Hello dear QIIME 2 community ![]()
I am analyzing data that was created by sequencing the 16S V3-V4 region on an Illumina NovaSeq 6000 creating 250bp paired-end reads (I am aware that sequencing this region with relatively short reads creates some challenges, but that's what I have).
The sequencing was performed at Novogene and they provide their standard bioinformatics pipeline included in the sequencing package. However, since I need to combine data from several sequencing runs and further process the data, I need to do some steps of the analysis myself.
Here are the processing steps of the data I received: barcodes and primers were removed with cutadapt, reads were merged using FLASH, low-quality reads were filtered using fastp, chimeras were removed using vsearch. After all of this, the data was imported into QIIME 2 and denoised using the dada2 plugin to obtain ASVs.
As I was reading about all of the steps listed above to decide at which step I should feed the data into my own analysis, I learned that it is generally advised to run dada2 on unprocessed, unmerged reads, see for example the followind forum posts:
Can DADA2 be carried on pre-joined reads - User Support - QIIME 2 Forum
Is my Dada2 output normal? - User Support - QIIME 2 Forum
Determining correct pre-processing pipeline for - User Support - QIIME 2 Forum
Additionally, I was confused about why chimera removal is done twice, once by vsearch and then again by dada2.

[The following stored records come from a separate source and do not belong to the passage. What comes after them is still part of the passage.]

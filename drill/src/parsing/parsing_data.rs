//! Types needed for parsing.

use drill_core::{
    config::{Config, ConfigError},
    script::{Event, EventKind, Script, TimeRuleError, TimeSpec},
};
use nom::{
    error::{VerboseError, VerboseErrorKind},
    IResult,
};
use thiserror::Error as ThisError;

pub type Res<T, U> = IResult<T, U, VerboseError<T>>;

/// Stops the parse with a semantic error. Failures are not retried by
/// `alt`, so the message reaches the caller unchanged.
pub fn semantic<'a, T>(input: &'a str, message: &'static str) -> Res<&'a str, T> {
    Err(nom::Err::Failure(VerboseError {
        errors: vec![(input, VerboseErrorKind::Context(message))],
    }))
}

/// Everything the parser tracks between lines: the settings the option
/// block has built up so far, the script being built, and where we are.
#[derive(Debug, Clone)]
pub struct ParseContext {
    config: Config,
    script: Script,
    line: usize,
}

impl ParseContext {
    pub fn new(config: Config) -> Self {
        Self {
            config,
            script: Script::default(),
            line: 0,
        }
    }

    /// The 1-based number of the line being parsed
    pub fn line(&self) -> usize {
        self.line
    }

    pub(super) fn next_line(&mut self) {
        self.line += 1;
    }

    pub(super) fn add_option(&mut self, name: &str, value: &str) -> Result<(), ParseError> {
        if !self.script.events.is_empty() {
            Err(self.error(ParseErrorKind::LateOption))?
        }
        self.config
            .apply_option(name, value)
            .map_err(|e| self.error(e.into()))?;
        self.script
            .options
            .push((name.to_string(), value.to_string()));
        Ok(())
    }

    pub(super) fn add_event(&mut self, time: TimeSpec, kind: EventKind) -> Result<(), ParseError> {
        let event = Event {
            line: self.line,
            number: self.script.events.len(),
            time,
            kind,
        };
        event.check_time().map_err(|e| self.error(e.into()))?;
        self.script.events.push(event);
        Ok(())
    }

    pub(super) fn error(&self, kind: ParseErrorKind) -> ParseError {
        ParseError {
            line: self.line,
            kind,
        }
    }

    pub fn finish(self) -> (Script, Config) {
        (self.script, self.config)
    }
}

#[derive(Debug, ThisError, Clone, PartialEq, Eq)]
#[error("Line {line}: {kind}")]
pub struct ParseError {
    pub line: usize,
    pub kind: ParseErrorKind,
}

#[derive(Debug, ThisError, Clone, PartialEq, Eq)]
pub enum ParseErrorKind {
    #[error("syntax error near '{0}'")]
    Syntax(String),
    #[error("syntax error at end of line")]
    UnexpectedEnd,
    #[error("{0}")]
    Semantic(&'static str),
    #[error("{0}")]
    Time(#[from] TimeRuleError),
    #[error("{0}")]
    Config(#[from] ConfigError),
    #[error("options must come before the first event")]
    LateOption,
}

impl ParseErrorKind {
    /// Sorts a nom error into a semantic error raised by [`semantic`] or a
    /// plain syntax error pointing at where parsing stopped.
    pub fn from_nom(error: nom::Err<VerboseError<&str>>) -> Self {
        let errors = match error {
            nom::Err::Incomplete(_) => return Self::UnexpectedEnd,
            nom::Err::Error(e) => e.errors,
            nom::Err::Failure(e) => match e.errors.first() {
                Some((_, VerboseErrorKind::Context(message))) => {
                    return Self::Semantic(*message)
                }
                _ => e.errors,
            },
        };
        match errors.first() {
            Some((rest, _)) if !rest.trim().is_empty() => {
                Self::Syntax(rest.trim().chars().take(24).collect())
            }
            _ => Self::UnexpectedEnd,
        }
    }
}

I asked the bioinformatics team at Novogene about the reasoning behind this. Here are their responses:
-
They first use FLASH to merge paired-end reads to generate longer consensus sequences and then run dada2 denoise-single because it increases the overall merging rate. This prevents substantial read loss, which commonly occurs with DADA2’s built-in mergePairs function due to poor sequence quality or variable amplicon lengths.
-
Chimera removal is performed using vsearch by comparing against the Silva database. Dada2 then performs reference-free chimera removal. This approach minimizes false-positive ASVs as much as possible.
So now my question is: what do the more experienced microbiome researchers in the community think about this? Should I trust the pre-processing steps and simply start with the output artifacts from dada2 I received and merge them according the tutorial here? Or is it better to go back to the raw data with just adapters and primers removed, import into QIIME 2 and re-run dada2 myself?
Thanks a lot in advance for any insights on this topic!